Il piano industriale del biennio 2015/2016, con i suoi mancanti obiettivi, aveva già posto l'Alitalia nella condizione prevista dal codice civile per le società che hanno subito perdite che intaccano in maniera significativa il patrimonio netto.
Nell'ultimo biennio, infatti, la compagnia aerea doveva perdere, da piano industriale, 250 milioni di euro ma a consuntivo ha perso ben il 140% in più: 600 milioni. Una corretta rappresentazione della situazione avrebbe dovuto spiegare ai lavoratori, mentre andavano a votare per approvare o meno l'accordo siglato tra i sindacati e l'azienda per sostenere un piano di rilancio triennale, che la loro società aveva già i libri in tribunale. Che votavano anche su questo aspetto, perché il management aveva totalmente fallito gli obiettivi industriali ricevuti dall'azionista.

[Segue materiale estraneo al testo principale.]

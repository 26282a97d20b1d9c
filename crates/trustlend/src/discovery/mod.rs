//! Discovery — items annotated with the viewer's handshake level to owners.
//!
//! Levels are computed at query time, once per distinct owner, and never
//! stored. Discovery is best-effort: if a level cannot be resolved for one
//! owner, that owner's items are shown at [`HandshakeLevel::None`] and the
//! listing carries on.

use std::collections::HashMap;
use std::sync::Arc;

use serde::{Deserialize, Serialize};

use crate::catalog::{Item, ItemCatalog};
use crate::error::Result;
use crate::identity::UserId;
use crate::trust::{HandshakeLevel, TrustGraph};

/// Anything that can answer "how far is `target` from `viewer`".
pub trait HandshakeSource: Send + Sync {
    fn handshake_level(&self, viewer: &UserId, target: &UserId) -> Result<HandshakeLevel>;
}

impl HandshakeSource for TrustGraph {
    fn handshake_level(&self, viewer: &UserId, target: &UserId) -> Result<HandshakeLevel> {
        Ok(TrustGraph::handshake_level(self, viewer, target))
    }
}

/// An item as seen by a particular viewer.
#[derive(Debug, Clone, PartialEq, Serialize, Deserialize)]
pub struct VisibleItem {
    pub item: Item,
    pub handshake_level: HandshakeLevel,
    /// The viewer owns this item. Independent of `handshake_level`.
    pub is_own_item: bool,
}

/// Joins the catalog with trust distances for a viewer.
pub struct DiscoveryAggregator {
    catalog: Arc<ItemCatalog>,
    trust: Arc<dyn HandshakeSource>,
}

impl DiscoveryAggregator {
    pub fn new(catalog: Arc<ItemCatalog>, trust: Arc<dyn HandshakeSource>) -> Self {
        Self { catalog, trust }
    }

    /// Every item in catalog order, annotated for `viewer`.
    pub fn list_visible_items(&self, viewer: &UserId) -> Vec<VisibleItem> {
        let items = self.catalog.list_all();
        let mut levels: HashMap<UserId, HandshakeLevel> = HashMap::new();

        items
            .into_iter()
            .map(|item| {
                let level = *levels
                    .entry(item.owner.clone())
                    .or_insert_with(|| self.resolve(viewer, &item.owner));
                VisibleItem {
                    is_own_item: item.is_owned_by(viewer),
                    handshake_level: level,
                    item,
                }
            })
            .collect()
    }

    /// Like [`list_visible_items`](Self::list_visible_items) but closest
    /// owners first; unreachable owners last. Catalog order within a level.
    pub fn rank_visible_items(&self, viewer: &UserId) -> Vec<VisibleItem> {
        let mut items = self.list_visible_items(viewer);
        items.sort_by_key(|v| v.handshake_level.closeness_rank());
        items
    }

    fn resolve(&self, viewer: &UserId, owner: &UserId) -> HandshakeLevel {
        match self.trust.handshake_level(viewer, owner) {
            Ok(level) => level,
            Err(e) => {
                log::warn!("handshake level {viewer} -> {owner} unavailable: {e}");
                HandshakeLevel::None
            }
        }
    }
}
//! Bookings — time-ranged reservations of items.
//!
//! The booking module provides:
//! - Inclusive calendar-date ranges and the overlap test
//! - The pending → {confirmed, cancelled} lifecycle
//! - A ledger that refuses overlapping active bookings per item
//! - A scheduler that adds validation and owner authorization on top
//! - Inclusive-day price quotes

pub mod ledger;
pub mod quote;
pub mod scheduler;
pub mod types;

pub use ledger::BookingLedger;
pub use quote::{quote, rental_days};
pub use scheduler::{
    BookingScheduler, BookingSummary, IncomingRequest, DEFAULT_MAX_BOOKING_DAYS,
};
pub use types::{Booking, BookingId, BookingStatus, DateRange, Decision};
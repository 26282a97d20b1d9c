//! Data structures for bookings.

use chrono::NaiveDate;
use serde::{Deserialize, Serialize};

use crate::catalog::ItemId;
use crate::error::{MarketError, Result};
use crate::identity::UserId;

// ---------------------------------------------------------------------------
// Booking
// ---------------------------------------------------------------------------

/// Unique identifier for a booking.
#[derive(Debug, Clone, PartialEq, Eq, Hash, PartialOrd, Ord, Serialize, Deserialize)]
pub struct BookingId(pub String);

impl std::fmt::Display for BookingId {
    fn fmt(&self, f: &mut std::fmt::Formatter<'_>) -> std::fmt::Result {
        write!(f, "{}", self.0)
    }
}

/// A reservation request for an item over an inclusive date range.
#[derive(Debug, Clone, PartialEq, Eq, Serialize, Deserialize)]
pub struct Booking {
    pub id: BookingId,
    pub item_id: ItemId,
    pub borrower: UserId,
    pub start_date: NaiveDate,
    pub end_date: NaiveDate,
    pub status: BookingStatus,
    pub created_at: u64,
    /// When the owner confirmed or cancelled it.
    pub decided_at: Option<u64>,
}

impl Booking {
    /// A fresh pending booking.
    pub fn pending(item_id: ItemId, borrower: UserId, range: DateRange) -> Self {
        let created_at = crate::time::now_micros();
        let id = BookingId(crate::id::random_id(
            "bkg",
            &format!(
                "booking:{}:{}:{}:{}:{}",
                item_id.0, borrower.0, range.start, range.end, created_at
            ),
        ));
        Self {
            id,
            item_id,
            borrower,
            start_date: range.start,
            end_date: range.end,
            status: BookingStatus::Pending,
            created_at,
            decided_at: None,
        }
    }

    pub fn range(&self) -> DateRange {
        DateRange {
            start: self.start_date,
            end: self.end_date,
        }
    }

    pub fn is_active(&self) -> bool {
        self.status.is_active()
    }
}

// ---------------------------------------------------------------------------
// Status
// ---------------------------------------------------------------------------

/// Booking lifecycle state.
#[derive(Debug, Clone, Copy, PartialEq, Eq, Hash, Serialize, Deserialize)]
#[serde(rename_all = "snake_case")]
pub enum BookingStatus {
    Pending,
    Confirmed,
    Cancelled,
}

impl BookingStatus {
    /// Active bookings block their dates.
    pub fn is_active(self) -> bool {
        matches!(self, Self::Pending | Self::Confirmed)
    }

    pub fn is_terminal(self) -> bool {
        matches!(self, Self::Confirmed | Self::Cancelled)
    }

    /// Only pending bookings move, and only to a terminal state.
    pub fn can_transition_to(self, next: Self) -> bool {
        self == Self::Pending && next.is_terminal()
    }

    pub fn as_str(self) -> &'static str {
        match self {
            Self::Pending => "pending",
            Self::Confirmed => "confirmed",
            Self::Cancelled => "cancelled",
        }
    }
}

impl std::fmt::Display for BookingStatus {
    fn fmt(&self, f: &mut std::fmt::Formatter<'_>) -> std::fmt::Result {
        f.write_str(self.as_str())
    }
}

impl std::str::FromStr for BookingStatus {
    type Err = MarketError;

    fn from_str(s: &str) -> Result<Self> {
        match s.trim().to_lowercase().as_str() {
            "pending" => Ok(Self::Pending),
            "confirmed" => Ok(Self::Confirmed),
            "cancelled" | "canceled" => Ok(Self::Cancelled),
            other => Err(MarketError::InvalidInput(format!(
                "unknown booking status: {other}"
            ))),
        }
    }
}

/// An owner's verdict on a pending booking.
#[derive(Debug, Clone, Copy, PartialEq, Eq, Hash, Serialize, Deserialize)]
#[serde(rename_all = "snake_case")]
pub enum Decision {
    Confirm,
    Cancel,
}

impl Decision {
    /// Status the booking moves to.
    pub fn target(self) -> BookingStatus {
        match self {
            Self::Confirm => BookingStatus::Confirmed,
            Self::Cancel => BookingStatus::Cancelled,
        }
    }
}

impl std::str::FromStr for Decision {
    type Err = MarketError;

    fn from_str(s: &str) -> Result<Self> {
        match s.trim().to_lowercase().as_str() {
            "confirm" | "confirmed" | "approve" => Ok(Self::Confirm),
            "cancel" | "cancelled" | "reject" => Ok(Self::Cancel),
            other => Err(MarketError::InvalidInput(format!("unknown decision: {other}"))),
        }
    }
}

// ---------------------------------------------------------------------------
// Date range
// ---------------------------------------------------------------------------

/// Inclusive range of calendar dates, `start <= end`.
#[derive(Debug, Clone, Copy, PartialEq, Eq, Hash, Serialize, Deserialize)]
pub struct DateRange {
    pub start: NaiveDate,
    pub end: NaiveDate,
}

impl DateRange {
    /// # Errors
    ///
    /// `InvalidInput` when `start > end`.
    pub fn new(start: NaiveDate, end: NaiveDate) -> Result<Self> {
        if start > end {
            return Err(MarketError::InvalidInput(format!(
                "invalid range: start {start} is after end {end}"
            )));
        }
        Ok(Self { start, end })
    }

    /// Both ranges share at least one date.
    pub fn overlaps(&self, other: &DateRange) -> bool {
        self.start <= other.end && other.start <= self.end
    }

    /// Number of dates covered, both endpoints included.
    pub fn len_days(&self) -> u64 {
        (self.end - self.start).num_days() as u64 + 1
    }

    /// Every date in the range, in order.
    pub fn days(self) -> impl Iterator<Item = NaiveDate> {
        let end = self.end;
        self.start.iter_days().take_while(move |d| *d <= end)
    }
}

impl std::fmt::Display for DateRange {
    fn fmt(&self, f: &mut std::fmt::Formatter<'_>) -> std::fmt::Result {
        write!(f, "{}..={}", self.start, self.end)
    }
}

E perché li aveva falliti nel biennio 2015/2016 quando un minimo di ripresa del pil e del turismo in Italia c'è stata? Al netto di, oggettivamente difficili da quantificare, 100 milioni di minori guadagni per il mancato trasferimento delle compagnie low cost (non Ryanair che già vola da Ciampino) da Fiumicino ad altro aeroporto, il buco da 350 milioni nel patrimonio netto di Alitalia è stata generato da ricavi inferiori alla attese, quindi da politiche di marketing e commerciali inadeguate, e da un contenimento dei costi inferiore agli obiettivi decisi dal consiglio di amministrazione.

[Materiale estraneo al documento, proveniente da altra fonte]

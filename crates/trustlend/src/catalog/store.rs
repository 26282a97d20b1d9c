//! Item catalog store.
//!
//! Append-only: items are written to disk before they are published in
//! memory, and the in-memory lock is held only for the append itself.

use std::collections::HashMap;
use std::path::PathBuf;

use parking_lot::RwLock;

use crate::error::{MarketError, Result};
use crate::identity::UserId;
use crate::storage::{is_file_safe, RecordDir};

use super::item::{Item, ItemId, NewItem};

#[derive(Default)]
struct CatalogState {
    items: HashMap<ItemId, Item>,
    /// Publication order across all owners.
    order: Vec<ItemId>,
    by_owner: HashMap<UserId, Vec<ItemId>>,
}

impl CatalogState {
    fn append(&mut self, item: Item) {
        self.order.push(item.id.clone());
        self.by_owner
            .entry(item.owner.clone())
            .or_default()
            .push(item.id.clone());
        self.items.insert(item.id.clone(), item);
    }

    fn collect(&self, ids: &[ItemId]) -> Vec<Item> {
        ids.iter()
            .filter_map(|id| self.items.get(id))
            .cloned()
            .collect()
    }
}

/// Concurrent, optionally file-backed item catalog.
pub struct ItemCatalog {
    state: RwLock<CatalogState>,
    records: Option<RecordDir<Item>>,
}

impl ItemCatalog {
    /// Empty, non-persistent catalog.
    pub fn in_memory() -> Self {
        Self {
            state: RwLock::new(CatalogState::default()),
            records: None,
        }
    }

    /// Open a file-backed catalog, restoring publication order.
    pub fn open(base_dir: impl Into<PathBuf>) -> Result<Self> {
        let records = RecordDir::open(base_dir)?;
        let mut items: Vec<Item> = records.load_all()?;
        items.sort_by(|a, b| a.created_at.cmp(&b.created_at).then_with(|| a.id.cmp(&b.id)));

        let mut state = CatalogState::default();
        for item in items {
            state.append(item);
        }
        log::debug!("loaded {} items", state.items.len());

        Ok(Self {
            state: RwLock::new(state),
            records: Some(records),
        })
    }

    /// Validate and publish a new item, returning the stored record.
    ///
    /// # Errors
    ///
    /// `InvalidInput` for an empty title, negative price or bad coordinates;
    /// a storage error if persisting fails.
    pub fn publish(&self, new_item: NewItem) -> Result<Item> {
        let item = new_item.into_item()?;

        if let Some(records) = &self.records {
            records.save(&item.id.0, &item)?;
        }
        log::info!("{} published {} ({})", item.owner, item.id, item.title);

        self.state.write().append(item.clone());
        Ok(item)
    }

    pub fn get(&self, id: &ItemId) -> Option<Item> {
        self.state.read().items.get(id).cloned()
    }

    /// Like [`get`](Self::get) but a missing item is `NotFound`.
    ///
    /// A file-backed catalog also checks the items directory, so items
    /// another handle published after this one was opened are found.
    pub fn require(&self, id: &ItemId) -> Result<Item> {
        if let Some(item) = self.get(id) {
            return Ok(item);
        }
        self.load_unseen(id)?
            .ok_or_else(|| MarketError::NotFound(format!("item not found: {id}")))
    }

    fn load_unseen(&self, id: &ItemId) -> Result<Option<Item>> {
        let Some(records) = &self.records else {
            return Ok(None);
        };
        if !is_file_safe(&id.0) {
            return Ok(None);
        }
        let Some(item) = records.try_load(&id.0)? else {
            return Ok(None);
        };
        let mut state = self.state.write();
        if !state.items.contains_key(&item.id) {
            state.append(item.clone());
        }
        Ok(Some(item))
    }

    /// The owner's items in publication order.
    pub fn list_by_owner(&self, owner: &UserId) -> Vec<Item> {
        let state = self.state.read();
        state
            .by_owner
            .get(owner)
            .map(|ids| state.collect(ids))
            .unwrap_or_default()
    }

    /// Every item in publication order.
    pub fn list_all(&self) -> Vec<Item> {
        let state = self.state.read();
        state.collect(&state.order)
    }

    pub fn len(&self) -> usize {
        self.state.read().items.len()
    }

    pub fn is_empty(&self) -> bool {
        self.state.read().items.is_empty()
    }
}
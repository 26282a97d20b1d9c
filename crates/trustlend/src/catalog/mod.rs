//! Item catalog — resources published by owners for rent.

pub mod item;
pub mod store;

pub use item::{GeoPoint, Item, ItemId, NewItem, PricePerDay};
pub use store::ItemCatalog;
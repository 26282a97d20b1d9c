//! User identifiers, profiles and the profile directory.

use std::collections::HashMap;
use std::path::PathBuf;

use parking_lot::{Mutex, RwLock};
use serde::{Deserialize, Serialize};

use crate::error::{MarketError, Result};
use crate::storage::RecordDir;

/// Opaque identifier of a verified user.
#[derive(Debug, Clone, PartialEq, Eq, Hash, PartialOrd, Ord, Serialize, Deserialize)]
pub struct UserId(pub String);

impl UserId {
    pub fn new(id: impl Into<String>) -> Self {
        Self(id.into())
    }

    pub fn as_str(&self) -> &str {
        &self.0
    }
}

impl std::fmt::Display for UserId {
    fn fmt(&self, f: &mut std::fmt::Formatter<'_>) -> std::fmt::Result {
        write!(f, "{}", self.0)
    }
}

impl From<&str> for UserId {
    fn from(s: &str) -> Self {
        Self(s.to_string())
    }
}

/// Public attributes of a user.
#[derive(Debug, Clone, PartialEq, Eq, Serialize, Deserialize)]
pub struct Profile {
    pub id: UserId,
    pub display_name: String,
    pub contact: String,
}

impl Profile {
    pub fn new(
        id: impl Into<UserId>,
        display_name: impl Into<String>,
        contact: impl Into<String>,
    ) -> Self {
        Self {
            id: id.into(),
            display_name: display_name.into(),
            contact: contact.into(),
        }
    }

    /// Placeholder used when the directory has no entry for a user.
    pub fn unknown(id: &UserId) -> Self {
        Self {
            id: id.clone(),
            display_name: id.0.clone(),
            contact: String::new(),
        }
    }
}

impl From<String> for UserId {
    fn from(s: String) -> Self {
        Self(s)
    }
}

/// Read surface of the external identity collaborator.
pub trait ProfileDirectory: Send + Sync {
    /// Look up one profile.
    fn profile(&self, id: &UserId) -> Result<Option<Profile>>;

    /// Every known profile, in no particular order.
    fn all_profiles(&self) -> Result<Vec<Profile>>;

    /// Like [`profile`](Self::profile) but falls back to [`Profile::unknown`].
    fn profile_or_unknown(&self, id: &UserId) -> Profile {
        match self.profile(id) {
            Ok(Some(p)) => p,
            Ok(None) => Profile::unknown(id),
            Err(e) => {
                log::warn!("profile lookup for {id} failed: {e}");
                Profile::unknown(id)
            }
        }
    }
}

// ── ProfileStore ──────────────────────────────────────────────────────────────

/// Local profile directory, in memory or backed by a [`RecordDir`].
///
/// Files are keyed by a digest of the user id because external ids are not
/// guaranteed to be file-safe.
pub struct ProfileStore {
    profiles: RwLock<HashMap<UserId, Profile>>,
    /// Serializes writers so disk and memory agree on the last write.
    writes: Mutex<()>,
    records: Option<RecordDir<Profile>>,
}

impl ProfileStore {
    /// Empty, non-persistent directory.
    pub fn in_memory() -> Self {
        Self {
            profiles: RwLock::new(HashMap::new()),
            writes: Mutex::new(()),
            records: None,
        }
    }

    /// Open a file-backed directory, loading every stored profile.
    pub fn open(base_dir: impl Into<PathBuf>) -> Result<Self> {
        let records = RecordDir::open(base_dir)?;
        let profiles = records
            .load_all()?
            .into_iter()
            .map(|p: Profile| (p.id.clone(), p))
            .collect::<HashMap<_, _>>();
        log::debug!("loaded {} profiles", profiles.len());
        Ok(Self {
            profiles: RwLock::new(profiles),
            writes: Mutex::new(()),
            records: Some(records),
        })
    }

    /// Register or replace a profile.
    pub fn upsert(&self, profile: Profile) -> Result<()> {
        if profile.id.0.trim().is_empty() {
            return Err(MarketError::InvalidInput("user id must not be empty".into()));
        }
        if profile.display_name.trim().is_empty() {
            return Err(MarketError::InvalidInput(
                "display name must not be empty".into(),
            ));
        }

        let _writer = self.writes.lock();
        if let Some(records) = &self.records {
            records.save(&profile_key(&profile.id), &profile)?;
        }
        log::info!("registered profile {}", profile.id);
        self.profiles.write().insert(profile.id.clone(), profile);
        Ok(())
    }

    pub fn len(&self) -> usize {
        self.profiles.read().len()
    }

    pub fn is_empty(&self) -> bool {
        self.profiles.read().is_empty()
    }
}

impl ProfileDirectory for ProfileStore {
    fn profile(&self, id: &UserId) -> Result<Option<Profile>> {
        Ok(self.profiles.read().get(id).cloned())
    }

    fn all_profiles(&self) -> Result<Vec<Profile>> {
        Ok(self.profiles.read().values().cloned().collect())
    }
}

fn profile_key(id: &UserId) -> String {
    crate::id::derived_id("user", &id.0)
}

Ovvio che, su questa partita, le banche finanziatrici c'entrano poco o nulla, salvo per il fatto che sia Unicredit, con il suo vicepresidente Luca Cordero di Montezemolo e il suo amministratore delegato Jean Pierre Mustier, che Banca Intesa, con il vicepresidente, Paolo Andrea Colombo, sedevano nel cda di Alitalia insieme ai rappresentanti di Etihad e quindi potevano condizionare le scelte dei due amministratori delegati del biennio incriminato: Silvano Cassano e Cramer Ball.

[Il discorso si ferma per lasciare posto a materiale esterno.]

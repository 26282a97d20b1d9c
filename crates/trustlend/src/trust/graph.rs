//! Trust graph store.
//!
//! Holds every trust edge plus forward and reverse adjacency lists kept in
//! insertion order.
//!
//! Writes are serialized per ordered pair: a striped mutex keyed by the edge
//! id covers check, persist and publish, so two concurrent submissions of
//! the same pair produce one edge. A file-backed graph also holds the
//! edge's lock file across the check and the write. The shared state lock
//! is only taken exclusively to link or unlink an edge in memory, so reads
//! never wait on the filesystem.

use std::collections::hash_map::DefaultHasher;
use std::collections::HashMap;
use std::hash::{Hash, Hasher};
use std::path::PathBuf;

use parking_lot::{Mutex, RwLock};

use crate::error::{MarketError, Result};
use crate::identity::UserId;
use crate::storage::RecordDir;

const PAIR_LOCK_STRIPES: usize = 64;

use super::edge::{EdgeId, TrustEdge, TrustStrength};
use super::handshake::{self, HandshakeLevel, TrustAdjacency};

#[derive(Default)]
struct GraphState {
    edges: HashMap<EdgeId, TrustEdge>,
    outgoing: HashMap<UserId, Vec<UserId>>,
    incoming: HashMap<UserId, Vec<UserId>>,
}

impl GraphState {
    fn link(&mut self, edge: TrustEdge) {
        self.outgoing
            .entry(edge.follower.clone())
            .or_default()
            .push(edge.following.clone());
        self.incoming
            .entry(edge.following.clone())
            .or_default()
            .push(edge.follower.clone());
        self.edges.insert(edge.id.clone(), edge);
    }

    fn link_if_absent(&mut self, edge: TrustEdge) {
        if !self.edges.contains_key(&edge.id) {
            self.link(edge);
        }
    }

    fn unlink(&mut self, follower: &UserId, following: &UserId) {
        if let Some(list) = self.outgoing.get_mut(follower) {
            list.retain(|u| u != following);
        }
        if let Some(list) = self.incoming.get_mut(following) {
            list.retain(|u| u != follower);
        }
        self.edges.remove(&EdgeId::for_pair(follower, following));
    }
}

impl TrustAdjacency for GraphState {
    fn outgoing(&self, user: &UserId) -> &[UserId] {
        self.outgoing.outgoing(user)
    }
}

/// Concurrent, optionally file-backed trust graph.
pub struct TrustGraph {
    state: RwLock<GraphState>,
    pair_locks: Vec<Mutex<()>>,
    records: Option<RecordDir<TrustEdge>>,
}

impl TrustGraph {
    /// Empty, non-persistent graph.
    pub fn in_memory() -> Self {
        Self::with_state(GraphState::default(), None)
    }

    fn with_state(state: GraphState, records: Option<RecordDir<TrustEdge>>) -> Self {
        Self {
            state: RwLock::new(state),
            pair_locks: (0..PAIR_LOCK_STRIPES).map(|_| Mutex::new(())).collect(),
            records,
        }
    }

    /// Open a file-backed graph, replaying stored edges in creation order.
    ///
    /// # Errors
    ///
    /// Storage errors from the record directory, or `InvalidFileFormat` if a
    /// stored edge is a self-edge or is filed under the wrong id.
    pub fn open(base_dir: impl Into<PathBuf>) -> Result<Self> {
        let records = RecordDir::open(base_dir)?;
        let mut edges: Vec<TrustEdge> = records.load_all()?;
        edges.sort_by(|a, b| a.created_at.cmp(&b.created_at).then_with(|| a.id.0.cmp(&b.id.0)));

        let mut state = GraphState::default();
        for edge in edges {
            if edge.follower == edge.following
                || edge.id != EdgeId::for_pair(&edge.follower, &edge.following)
            {
                return Err(MarketError::InvalidFileFormat(format!(
                    "corrupt trust edge record {}",
                    edge.id
                )));
            }
            state.link(edge);
        }
        log::debug!("loaded {} trust edges", state.edges.len());

        Ok(Self::with_state(state, Some(records)))
    }

    // ── Writes ────────────────────────────────────────────────────────────────

    /// Record that `follower` trusts `following`.
    ///
    /// Idempotent: if the pair already exists the stored edge is returned
    /// unchanged, including its original strength.
    ///
    /// # Errors
    ///
    /// `InvalidEdge` for self-trust, or a storage error if persisting fails.
    pub fn add_edge(
        &self,
        follower: &UserId,
        following: &UserId,
        strength: TrustStrength,
    ) -> Result<TrustEdge> {
        let edge = TrustEdge::new(follower.clone(), following.clone(), strength)?;
        let _pair = self.pair_lock(&edge.id).lock();

        if let Some(existing) = self.state.read().edges.get(&edge.id) {
            log::debug!("trust edge {} already present", existing.id);
            return Ok(existing.clone());
        }

        if let Some(records) = &self.records {
            let _file_lock = records.lock(&edge.id.0)?;
            if let Some(stored) = records.try_load(&edge.id.0)? {
                log::debug!("trust edge {} was written by another handle", stored.id);
                self.state.write().link_if_absent(stored.clone());
                return Ok(stored);
            }
            records.save(&edge.id.0, &edge)?;
        }
        log::info!("{} now trusts {} ({})", edge.follower, edge.following, edge.id);
        self.state.write().link(edge.clone());
        Ok(edge)
    }

    /// Remove the edge `follower → following`. Returns whether it existed.
    pub fn revoke_edge(&self, follower: &UserId, following: &UserId) -> Result<bool> {
        let id = EdgeId::for_pair(follower, following);
        let _pair = self.pair_lock(&id).lock();

        // On disk the record file is authoritative; a stale in-memory edge
        // is still dropped.
        let known = self.state.read().edges.contains_key(&id);
        let existed = match &self.records {
            Some(records) => {
                let _file_lock = records.lock(&id.0)?;
                records.remove(&id.0)?
            }
            None => known,
        };

        if known {
            self.state.write().unlink(follower, following);
        }
        if existed {
            log::info!("{follower} revoked trust in {following}");
        }
        Ok(existed)
    }

    fn pair_lock(&self, id: &EdgeId) -> &Mutex<()> {
        let mut hasher = DefaultHasher::new();
        id.hash(&mut hasher);
        &self.pair_locks[(hasher.finish() as usize) % self.pair_locks.len()]
    }

    // ── Reads ─────────────────────────────────────────────────────────────────

    /// Users `user` trusts directly, in the order the edges were added.
    pub fn outgoing(&self, user: &UserId) -> Vec<UserId> {
        self.state.read().outgoing.outgoing(user).to_vec()
    }

    /// Users who trust `user` directly, in the order the edges were added.
    pub fn incoming(&self, user: &UserId) -> Vec<UserId> {
        self.state.read().incoming.outgoing(user).to_vec()
    }

    /// Look up the edge for an ordered pair.
    pub fn edge(&self, follower: &UserId, following: &UserId) -> Option<TrustEdge> {
        self.state
            .read()
            .edges
            .get(&EdgeId::for_pair(follower, following))
            .cloned()
    }

    /// Shortest-distance handshake level from `viewer` to `target`.
    pub fn handshake_level(&self, viewer: &UserId, target: &UserId) -> HandshakeLevel {
        handshake::handshake_level(&*self.state.read(), viewer, target)
    }

    /// Shortest path of at most three hops, `[viewer, .., target]`.
    pub fn trust_path(&self, viewer: &UserId, target: &UserId) -> Option<Vec<UserId>> {
        handshake::shortest_trust_path(&*self.state.read(), viewer, target)
    }

    /// Total number of edges.
    pub fn len(&self) -> usize {
        self.state.read().edges.len()
    }

    pub fn is_empty(&self) -> bool {
        self.state.read().edges.is_empty()
    }
}

// ── Tests ─────────────────────────────────────────────────────────────────────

cramer ball luca di montezemolo
Ovviamente non si vuole sostenere che guadagnare quote di mercato in un segmento di business tanto competitivo come quello del traffico aereo sia facile, ma la difficoltà del target incorpora anche il fatto che i manager e gli amministratori delegati sono adeguatamente pagati per realizzare sfide industriali complesse. Spetta a loro conseguire i risultati.
Adesso, ragionando con un minimo di freddezza sulla situazione, si capisce che la strategia delle due banche creditrici non può essere solo quella di stralciare dal bilancio i crediti verso Alitalia per liberarsi della patata bollente che ha evidenti implicazioni anche sociali, soprattutto su Roma e Milano. Il write off è la moda del momento ai piani alti delle banche, perché permette di avere bilanci lindi da presentare agli analisti. Ma non è necessariamente la scelta sempre più lungimirante sul piano industriale, perchè mette la parola fine ad un asset che ha ancora qualche valore (gli stessi slot hanno mercato solo se la società è in bonis).
Immaginare un nuovo piano, con tagli salariali leggermente ridotti, del 5 o del 6%, rispetto a quelli bocciati dai lavoratori è finanziabile dalle due grandi banche italiane e permetterebbe di organizzare un ordinato matrimonio a tendere dell'Alitalia. Prudenza vuole che, quando siedi in un cda, prima di abbandonare la barca che affonda, provi ogni economicamente ragionevole opzione per ridare un futuro all'azienda. Alitalia qualche opzione percorribile ce l'ha ancora.